New insights on the path to curing chronic HIV infections

Transmission electron microscopic image showing HIV-particles grown in co-culture with lymphocytes.

© A Harrison, P Feorino, EL Palmer / CDC

AIDS, an immunodeficiency disease caused by infection with the human immunodeficiency virus (HIV), is one of the ten leading causes of death worldwide. Thanks to antiviral therapies, the disease can be treated, but there is still no cure. A large-scale comparative study by scientists at the German Center for Infection Research (DZIF) and University Medical Center Hamburg-Eppendorf indicates a critical role of a group of specialised immune cells in suppressing the antiviral immune response of HIV-infected patients.

HIV predominantly infects cells of the immune system, in particular so-called regulatory T cells. Their function is to suppress overactivation of the immune system and thus prevent the development of autoimmune diseases. Regulatory T cells carry various proteins on their surfaces, including the enzymes CD39 and CD73. Their task is to convert immune response-activating molecules into immune response-suppressing substances.

In people with HIV infection, it is already known that expression of these enzymes on the surface of regulatory T cells and other immune cells changes in relation to disease parameters—for example, the number of viruses in the body. Previous studies have also shown that CD39-expressing T cells produce a messenger that inhibits other immune cells.

A research team now compared the expression of CD39 and CD73 enzymes on the surface of certain T cells, which can also act in a regulatory manner, between HIV-infected individuals in different stages of disease and therapy (with or without therapy with antiretroviral drugs) and healthy volunteers.

In the large-scale comparative cohort study, the researchers, led by Prof Schulze zur Wiesch of the German Center for Infection Research (DZIF) and the University Medical Center Hamburg-Eppendorf, found that the number of CD73-expressing T cells decreased and the number of CD39-expressing T cells increased during the course of HIV infection.
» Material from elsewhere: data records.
#[async_trait]
impl ContainerRuntime for ProxmoxRuntime {
    fn kind(&self) -> RuntimeKind {
        RuntimeKind::Proxmox
    }

    async fn version(&self) -> String {
        if !self.is_connected() {
            return "unknown".to_string();
        }
        match self.api::<VersionData>(Method::GET, "/version", None).await {
            Ok(data) => data.version,
            Err(_) => "unknown".to_string(),
        }
    }

    // =========================================================================
    // Connection Lifecycle
    // =========================================================================

    async fn connect(&self) -> Result<()> {
        let transport: Arc<dyn ApiTransport> = Arc::new(HttpTransport::new(&self.config)?);

        // Reachability and token check before anything else.
        let version: VersionData =
            decode("/version", transport.request(Method::GET, "/version", None).await?)?;
        info!("Connected to Proxmox VE {}", version.version);

        // Both recovery steps are non-fatal: an unreadable metadata file
        // costs labels, not the connection, and a failed inventory fetch
        // leaves the cursor at the configured start.
        if let Err(e) = self.metadata.load().await {
            warn!("Failed to load Proxmox metadata: {}", e);
        }
        if let Err(e) = self.refresh_allocator(transport.as_ref()).await {
            warn!("Failed to recompute VMID cursor from inventory: {}", e);
        }

        *self
            .transport
            .write()
            .map_err(|e| Error::Internal(format!("lock poisoned: {}", e)))? = Some(transport);
        Ok(())
    }

    fn is_connected(&self) -> bool {
        self.transport
            .read()
            .map(|guard| guard.is_some())
            .unwrap_or(false)
    }

    async fn close(&self) -> Result<()> {
        // Synchronous flush: the durability point for every label written
        // since connect. Closing twice re-flushes unchanged data.
        if let Err(e) = self.metadata.save() {
            warn!("Failed to save Proxmox metadata: {}", e);
        }
        *self
            .transport
            .write()
            .map_err(|e| Error::Internal(format!("lock poisoned: {}", e)))? = None;
        Ok(())
    }

    // =========================================================================
    // Entity Lifecycle
    // =========================================================================

    async fn create(&self, config: &ContainerConfig) -> Result<String> {
        // Connection gate before allocation: an exhausted range must fail
        // without a remote call, and a disconnected runtime must fail
        // without consuming a VMID.
        let transport = self.transport()?;
        let vmid = self.allocator.allocate()?;

        let request = build_lxc_request(vmid, config, &self.config);
        let body = serde_json::to_value(&request)
            .map_err(|e| Error::Internal(format!("unserializable LXC request: {}", e)))?;
        let path = format!("/nodes/{}/lxc", self.node);
        transport.request(Method::POST, &path, Some(body)).await?;

        // Label bookkeeping is best-effort: the container exists now, and
        // that outcome is not sacrificed for metadata durability.
        if !config.labels.is_empty() {
            if let Err(e) = self.metadata.set(vmid, config.labels.clone()) {
                warn!("Failed to record labels for VMID {}: {}", vmid, e);
            }
        }
        if let Err(e) = self.metadata.set_label(vmid, NAME_LABEL, &config.name) {
            warn!("Failed to record name for VMID {}: {}", vmid, e);
        }
        self.names.insert(&config.name, vmid);

        info!("Created LXC container {} (VMID {})", config.name, vmid);
        Ok(vmid.to_string())
    }

    async fn start(&self, id: &str) -> Result<()> {
        let vmid = self.parse_vmid(id)?;
        let _: Value = self
            .api(
                Method::POST,
                &format!("/nodes/{}/lxc/{}/status/start", self.node, vmid),
                None,
            )
            .await?;
        info!("Started LXC container VMID {}", vmid);
        Ok(())
    }

    async fn stop(&self, id: &str) -> Result<()> {
        let vmid = self.parse_vmid(id)?;
        let _: Value = self
            .api(
                Method::POST,
                &format!("/nodes/{}/lxc/{}/status/stop", self.node, vmid),
                None,
            )
            .await?;
        info!("Stopped LXC container VMID {}", vmid);
        Ok(())
    }

    async fn restart(&self, id: &str) -> Result<()> {
        if let Err(e) = self.stop(id).await {
            warn!("Stop before restart of {} failed: {}", id, e);
        }
        tokio::time::sleep(SETTLE_DELAY).await;
        self.start(id).await
    }

    async fn remove(&self, id: &str) -> Result<()> {
        let vmid = self.parse_vmid(id)?;

        if let Err(e) = self.stop(id).await {
            warn!("Stop before removal of {} failed: {}", id, e);
        }
        tokio::time::sleep(SETTLE_DELAY).await;

        let _: Value = self
            .api(
                Method::DELETE,
                &format!("/nodes/{}/lxc/{}", self.node, vmid),
                None,
            )
            .await?;

        // Metadata is purged only once the deletion stands.
        if let Err(e) = self.metadata.delete(vmid) {
            warn!("Failed to purge metadata for VMID {}: {}", vmid, e);
        }
        self.names.remove(vmid);

        info!("Removed LXC container VMID {}", vmid);
        Ok(())
    }

    async fn recreate(&self, id: &str, config: &ContainerConfig) -> Result<String> {
        // A failed removal propagates; creating the replacement anyway
        // would hide the half-completed recreation from the caller.
        self.remove(id).await?;
        self.create(config).await
    }

    // =========================================================================
    // Introspection
    // =========================================================================

    async fn list(&self) -> Result<Vec<Container>> {
        let inventory: Vec<LxcSummary> = self
            .api(Method::GET, &format!("/nodes/{}/lxc", self.node), None)
            .await?;

        inventory
            .iter()
            .map(|summary| self.container_from_summary(summary))
            .collect()
    }

    async fn inspect(&self, id: &str) -> Result<ContainerDetails> {
        let vmid = self.parse_vmid(id)?;
        let lxc: LxcConfigData = self
            .api(
                Method::GET,
                &format!("/nodes/{}/lxc/{}/config", self.node, vmid),
                None,
            )
            .await?;

        // Live state is a bonus; a failed status query degrades to the
        // unknown state instead of failing the inspection.
        let status: LxcStatusData = match self
            .api(
                Method::GET,
                &format!("/nodes/{}/lxc/{}/status/current", self.node, vmid),
                None,
            )
            .await
        {
            Ok(status) => status,
            Err(e) => {
                debug!("Status query for VMID {} failed: {}", vmid, e);
                LxcStatusData::default()
            }
        };

        let name = self.metadata.get_label(vmid, NAME_LABEL)?.unwrap_or_default();
        let labels = self.metadata.get(vmid)?.unwrap_or_default();
        let image = lxc.ostemplate.clone().unwrap_or_default();

        Ok(ContainerDetails {
            container: Container {
                id: id.to_string(),
                name: name.clone(),
                image: image.clone(),
                state: map_state(status.status.as_deref()),
                status: status.status.unwrap_or_else(|| "unknown".to_string()),
                created: 0,
                labels: labels.clone(),
                ports: Vec::new(),
                networks: Vec::new(),
            },
            config: ContainerConfig {
                name,
                image,
                hostname: lxc.hostname.unwrap_or_default(),
                labels,
                memory: lxc.memory.unwrap_or(0) * 1024 * 1024,
                memory_swap: lxc.swap.unwrap_or(0) * 1024 * 1024,
                cpus: lxc.cores.unwrap_or(0) as f64,
                privileged: lxc.unprivileged == Some(0),
                ..ContainerConfig::default()
            },
            mounts: Vec::new(),
        })
    }

    async fn logs(&self, id: &str, opts: &LogOptions) -> Result<LogStream> {
        let _ = opts;
        let vmid = self.parse_vmid(id)?;
        debug!("Log stream requested for VMID {}", vmid);

        // Deliberately a placeholder stream rather than an error: callers
        // render the message in their log view instead of failing it.
        Ok(Box::new(std::io::Cursor::new(
            b"log streaming is not yet supported for Proxmox LXC\n".to_vec(),
        )))
    }

    async fn stats(&self, id: &str) -> Result<ContainerStats> {
        let vmid = self.parse_vmid(id)?;
        let status: LxcStatusData = self
            .api(
                Method::GET,
                &format!("/nodes/{}/lxc/{}/status/current", self.node, vmid),
                None,
            )
            .await?;

        let memory_percent = if status.maxmem > 0 {
            status.mem as f64 / status.maxmem as f64 * 100.0
        } else {
            0.0
        };

        Ok(ContainerStats {
            id: id.to_string(),
            name: self.metadata.get_label(vmid, NAME_LABEL)?.unwrap_or_default(),
            cpu_percent: status.cpu * 100.0,
            memory_usage: status.mem,
            memory_limit: status.maxmem,
            memory_percent,
            network_rx: status.netin,
            network_tx: status.netout,
            block_read: status.diskread,
            block_write: status.diskwrite,
        })
    }

    async fn stats_all(&self) -> Result<Vec<ContainerStats>> {
        let containers = self.list().await?;

        let mut all = Vec::with_capacity(containers.len());
        for container in containers {
            match self.stats(&container.id).await {
                Ok(stats) => all.push(stats),
                Err(e) => debug!("Skipping stats for {}: {}", container.id, e),
            }
        }
        Ok(all)
    }

    // =========================================================================
    // Networks & Images
    // =========================================================================

    async fn list_networks(&self) -> Result<Vec<Network>> {
        self.transport()?;
        // Translated containers all live on the default bridge; there is
        // nothing else to enumerate.
        Ok(vec![Network {
            id: "vmbr0".to_string(),
            name: "vmbr0".to_string(),
            driver: "bridge".to_string(),
            labels: HashMap::new(),
        }])
    }

    async fn list_images(&self) -> Result<Vec<Image>> {
        let path = format!(
            "/nodes/{}/storage/{}/content?content=vztmpl",
            self.node, self.config.storage
        );
        let content: Vec<StorageContent> = self.api(Method::GET, &path, None).await?;

        Ok(content
            .into_iter()
            .map(|template| {
                let name = template
                    .volid
                    .rsplit('/')
                    .next()
                    .unwrap_or("")
                    .to_string();
                Image {
                    id: template.volid,
                    name,
                    size: template.size,
                    created: template.ctime,
                }
            })
            .collect())
    }
}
Furthermore, the amount of CD39-expressing T cells correlated with the condition of the patients: the more CD39-expressing T cells they had, the worse their health.
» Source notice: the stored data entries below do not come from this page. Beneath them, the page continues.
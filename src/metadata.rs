//! # Side-Car Metadata Store
//!
//! Proxmox LXC has no Docker-style label concept, so the backend keeps an
//! out-of-band table mapping each VMID to its label map, persisted as one
//! JSON document:
//!
//! ```text
//! /var/lib/skiff/proxmox/
//! └── containers.json      {"204": {"skiff-name": "gitea", "env": "prod"}, ...}
//! ```
//!
//! ## Persistence Model
//!
//! The document is loaded wholesale at connect and rewritten wholesale on
//! change. A missing file is the expected first-run state, not an error.
//! No format version is defined; a schema change means discarding the
//! file.
//!
//! Mutations apply under an exclusive lock and then enqueue a snapshot of
//! the whole table to a dedicated writer task. The writer drains its queue
//! in order, coalescing to the newest pending snapshot, so there is at most
//! one in-flight flush and the file never travels backwards in time. A
//! crash between a mutation and its flush can still lose that mutation -
//! callers needing durability rely on the synchronous [`MetadataStore::save`]
//! performed at close.
//!
//! Flush failures are logged and never abort the lifecycle operation that
//! triggered the write: correctness of the live call is never sacrificed
//! for metadata durability.
//!
//! ## Concurrency
//!
//! One read-write lock guards the table. Readers receive owned copies,
//! never references into the live table. Lookups are linear scans, which
//! is fine while the table is bounded by the VMID range.

use crate::constants::{METADATA_FILE, NAME_LABEL};
use crate::error::{Error, Result};
use std::collections::HashMap;
use std::fs;
use std::path::{Path, PathBuf};
use std::sync::{Mutex, RwLock};
use tokio::sync::mpsc;
use tracing::{debug, info, warn};

/// The on-disk table shape: VMID to label map.
type LabelTable = HashMap<u32, HashMap<String, String>>;

/// Durable VMID-to-labels table with a queued background flush.
///
/// Owned by, and living exactly as long as, one backend instance: loaded
/// at connect, flushed asynchronously after each mutation, flushed
/// synchronously at close.
pub struct MetadataStore {
    dir: PathBuf,
    table: RwLock<LabelTable>,
    flush_tx: Mutex<Option<mpsc::UnboundedSender<LabelTable>>>,
}

impl MetadataStore {
    /// Creates a store rooted at `dir`. Nothing is read until
    /// [`load`](Self::load).
    pub fn new(dir: impl Into<PathBuf>) -> Self {
        Self {
            dir: dir.into(),
            table: RwLock::new(HashMap::new()),
            flush_tx: Mutex::new(None),
        }
    }

    /// Returns the path of the backing document.
    pub fn document_path(&self) -> PathBuf {
        self.dir.join(METADATA_FILE)
    }

    /// Loads the table from disk and starts the flush writer.
    ///
    /// Ensures the backing directory exists. A missing document is the
    /// first-run state and initializes an empty table. Safe to call again
    /// on reconnect; the previous writer task winds down with its queue.
    pub async fn load(&self) -> Result<()> {
        fs::create_dir_all(&self.dir).map_err(|e| Error::MetadataLoad {
            path: self.dir.clone(),
            reason: e.to_string(),
        })?;

        let path = self.document_path();
        let loaded: LabelTable = if path.exists() {
            let raw = fs::read(&path).map_err(|e| Error::MetadataLoad {
                path: path.clone(),
                reason: e.to_string(),
            })?;
            serde_json::from_slice(&raw).map_err(|e| Error::MetadataLoad {
                path: path.clone(),
                reason: e.to_string(),
            })?
        } else {
            HashMap::new()
        };

        let entries = loaded.len();
        *self.write_table()? = loaded;

        let (tx, rx) = mpsc::unbounded_channel();
        tokio::spawn(flush_writer(path, rx));
        *self
            .flush_tx
            .lock()
            .map_err(|e| Error::Internal(format!("lock poisoned: {}", e)))? = Some(tx);

        info!("Loaded metadata for {} containers from {}", entries, self.dir.display());
        Ok(())
    }

    /// Synchronous, blocking flush of the current table.
    ///
    /// The durability point: called at close, after which the document
    /// reflects every mutation made through this store.
    pub fn save(&self) -> Result<()> {
        let snapshot = self.read_table()?.clone();
        write_document(&self.document_path(), &snapshot)
    }

    // =========================================================================
    // Mutating Accessors
    // =========================================================================

    /// Replaces all labels for a VMID.
    pub fn set(&self, vmid: u32, labels: HashMap<String, String>) -> Result<()> {
        let snapshot = {
            let mut table = self.write_table()?;
            table.insert(vmid, labels);
            table.clone()
        };
        self.schedule_flush(snapshot);
        Ok(())
    }

    /// Sets one label for a VMID, creating its record if absent.
    pub fn set_label(&self, vmid: u32, key: &str, value: &str) -> Result<()> {
        let snapshot = {
            let mut table = self.write_table()?;
            table
                .entry(vmid)
                .or_default()
                .insert(key.to_string(), value.to_string());
            table.clone()
        };
        self.schedule_flush(snapshot);
        Ok(())
    }

    /// Deletes all labels for a VMID.
    pub fn delete(&self, vmid: u32) -> Result<()> {
        let snapshot = {
            let mut table = self.write_table()?;
            table.remove(&vmid);
            table.clone()
        };
        self.schedule_flush(snapshot);
        Ok(())
    }

    // =========================================================================
    // Read Accessors
    // =========================================================================
    //
    // All readers return owned values, so callers can never observe or
    // race an in-progress mutation through a retained reference.
    // =========================================================================

    /// Returns a copy of all labels for a VMID.
    pub fn get(&self, vmid: u32) -> Result<Option<HashMap<String, String>>> {
        Ok(self.read_table()?.get(&vmid).cloned())
    }

    /// Returns one label value for a VMID.
    pub fn get_label(&self, vmid: u32, key: &str) -> Result<Option<String>> {
        Ok(self
            .read_table()?
            .get(&vmid)
            .and_then(|labels| labels.get(key))
            .cloned())
    }

    /// Returns whether a VMID carries the given label key.
    pub fn has_label(&self, vmid: u32, key: &str) -> Result<bool> {
        Ok(self
            .read_table()?
            .get(&vmid)
            .is_some_and(|labels| labels.contains_key(key)))
    }

    /// Returns every VMID whose labels contain `key` with value `value`.
    pub fn find_by_label(&self, key: &str, value: &str) -> Result<Vec<u32>> {
        Ok(self
            .read_table()?
            .iter()
            .filter(|(_, labels)| labels.get(key).is_some_and(|v| v == value))
            .map(|(vmid, _)| *vmid)
            .collect())
    }

    /// Returns the VMID carrying `name` as its synthesized name label.
    pub fn find_by_name(&self, name: &str) -> Result<Option<u32>> {
        Ok(self.find_by_label(NAME_LABEL, name)?.into_iter().next())
    }

    // =========================================================================
    // Internals
    // =========================================================================

    fn read_table(&self) -> Result<std::sync::RwLockReadGuard<'_, LabelTable>> {
        self.table
            .read()
            .map_err(|e| Error::Internal(format!("lock poisoned: {}", e)))
    }

    fn write_table(&self) -> Result<std::sync::RwLockWriteGuard<'_, LabelTable>> {
        self.table
            .write()
            .map_err(|e| Error::Internal(format!("lock poisoned: {}", e)))
    }

    /// Hands a snapshot to the writer task.
    ///
    /// A missing writer (mutation before `load`, or a wound-down task) is
    /// downgraded to a debug note; the mutation itself already succeeded.
    fn schedule_flush(&self, snapshot: LabelTable) {
        let guard = match self.flush_tx.lock() {
            Ok(guard) => guard,
            Err(e) => {
                warn!("Metadata flush skipped, lock poisoned: {}", e);
                return;
            }
        };
        match guard.as_ref() {
            Some(tx) => {
                if tx.send(snapshot).is_err() {
                    warn!("Metadata flush writer is gone; change persists at close");
                }
            }
            None => debug!("Metadata flush skipped, store not loaded yet"),
        }
    }
}

/// Single-consumer flush loop.
///
/// Snapshots arrive in mutation order; draining to the newest pending one
/// keeps at most one write in flight without ever persisting stale state.
async fn flush_writer(path: PathBuf, mut rx: mpsc::UnboundedReceiver<LabelTable>) {
    while let Some(mut snapshot) = rx.recv().await {
        while let Ok(newer) = rx.try_recv() {
            snapshot = newer;
        }

        let target = path.clone();
        let outcome =
            tokio::task::spawn_blocking(move || write_document(&target, &snapshot)).await;
        match outcome {
            Ok(Ok(())) => debug!("Flushed metadata to {}", path.display()),
            Ok(Err(e)) => warn!("Failed to flush metadata: {}", e),
            Err(e) => warn!("Metadata flush task failed: {}", e),
        }
    }
}

/// Writes the document atomically: unique temp file, then rename.
fn write_document(path: &Path, table: &LabelTable) -> Result<()> {
    let data = serde_json::to_vec_pretty(table).map_err(|e| Error::MetadataSave {
        path: path.to_path_buf(),
        reason: e.to_string(),
    })?;

    let temp_path = path.with_extension(format!("tmp.{}", uuid::Uuid::now_v7()));
    fs::write(&temp_path, data).map_err(|e| Error::MetadataSave {
        path: path.to_path_buf(),
        reason: e.to_string(),
    })?;
    fs::rename(&temp_path, path).map_err(|e| {
        let _ = fs::remove_file(&temp_path);
        Error::MetadataSave {
            path: path.to_path_buf(),
            reason: e.to_string(),
        }
    })
}

// =============================================================================
// Name Index
// =============================================================================

/// Bidirectional name-to-VMID cache.
///
/// Bijective by construction: inserting a mapping evicts whatever either
/// side previously pointed at. Populated explicitly by callers that
/// register a name - it is never rebuilt from the metadata table.
#[derive(Debug, Default)]
pub struct NameIndex {
    inner: RwLock<NameIndexInner>,
}

#[derive(Debug, Default)]
struct NameIndexInner {
    by_name: HashMap<String, u32>,
    by_id: HashMap<u32, String>,
}

impl NameIndex {
    /// Creates an empty index.
    pub fn new() -> Self {
        Self::default()
    }

    /// Registers a name-to-VMID mapping, evicting stale counterparts.
    pub fn insert(&self, name: &str, vmid: u32) {
        let mut inner = match self.inner.write() {
            Ok(inner) => inner,
            Err(e) => e.into_inner(),
        };
        if let Some(old_name) = inner.by_id.remove(&vmid) {
            inner.by_name.remove(&old_name);
        }
        if let Some(old_id) = inner.by_name.remove(name) {
            inner.by_id.remove(&old_id);
        }
        inner.by_name.insert(name.to_string(), vmid);
        inner.by_id.insert(vmid, name.to_string());
    }

    /// Resolves a name to its VMID.
    pub fn id_for(&self, name: &str) -> Option<u32> {
        match self.inner.read() {
            Ok(inner) => inner.by_name.get(name).copied(),
            Err(e) => e.into_inner().by_name.get(name).copied(),
        }
    }

    /// Resolves a VMID to its registered name.
    pub fn name_for(&self, vmid: u32) -> Option<String> {
        match self.inner.read() {
            Ok(inner) => inner.by_id.get(&vmid).cloned(),
            Err(e) => e.into_inner().by_id.get(&vmid).cloned(),
        }
    }

    /// Removes the mapping for a VMID, if any.
    pub fn remove(&self, vmid: u32) {
        let mut inner = match self.inner.write() {
            Ok(inner) => inner,
            Err(e) => e.into_inner(),
        };
        if let Some(name) = inner.by_id.remove(&vmid) {
            inner.by_name.remove(&name);
        }
    }
}

#[cfg(test)]
mod tests {
    use super::*;
    use tempfile::TempDir;

    #[tokio::test]
    async fn test_load_missing_document_is_first_run() {
        let temp = TempDir::new().unwrap();
        let store = MetadataStore::new(temp.path().join("meta"));

        store.load().await.unwrap();

        assert!(store.get(100).unwrap().is_none());
        assert!(temp.path().join("meta").exists());
    }

    #[tokio::test]
    async fn test_save_then_load_round_trip() {
        let temp = TempDir::new().unwrap();
        let store = MetadataStore::new(temp.path());
        store.load().await.unwrap();
        store.set_label(7, "env", "prod").unwrap();
        store.save().unwrap();

        let fresh = MetadataStore::new(temp.path());
        fresh.load().await.unwrap();
        assert_eq!(fresh.get_label(7, "env").unwrap().as_deref(), Some("prod"));
    }

    #[test]
    fn test_get_returns_defensive_copy() {
        let store = MetadataStore::new("/nonexistent");
        store.set_label(3, "tier", "web").unwrap();

        let mut copy = store.get(3).unwrap().unwrap();
        copy.insert("tier".into(), "mutated".into());

        assert_eq!(store.get_label(3, "tier").unwrap().as_deref(), Some("web"));
    }

    #[test]
    fn test_find_by_name_uses_name_label() {
        let store = MetadataStore::new("/nonexistent");
        store.set_label(42, NAME_LABEL, "gitea").unwrap();
        store.set_label(42, "env", "prod").unwrap();

        assert_eq!(store.find_by_name("gitea").unwrap(), Some(42));
        assert_eq!(store.find_by_name("missing").unwrap(), None);
        assert_eq!(store.find_by_label("env", "prod").unwrap(), vec![42]);
    }

    #[test]
    fn test_name_index_is_bijective() {
        let index = NameIndex::new();
        index.insert("web", 100);
        index.insert("db", 101);

        // Re-pointing the name evicts the old id, and vice versa.
        index.insert("web", 102);
        assert_eq!(index.id_for("web"), Some(102));
        assert_eq!(index.name_for(100), None);

        index.insert("web-old", 102);
        assert_eq!(index.name_for(102).as_deref(), Some("web-old"));
        assert_eq!(index.id_for("web"), None);

        index.remove(101);
        assert_eq!(index.id_for("db"), None);
    }
}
"The results from our study indicate that CD39- and CD73-expressing T cells alter the immune response during disease development of chronic HIV infection," says Prof Schulze zur Wiesch. "As a result, these T cells prevent the patients' immune system from effectively fighting HI viruses" he adds.

Future studies might help to better understand the effects of changes in CD39 and CD73 expression on regulatory T cells, as well as the function of regulatory T cells in HIV, in order to develop long-term cures for infection with HIV.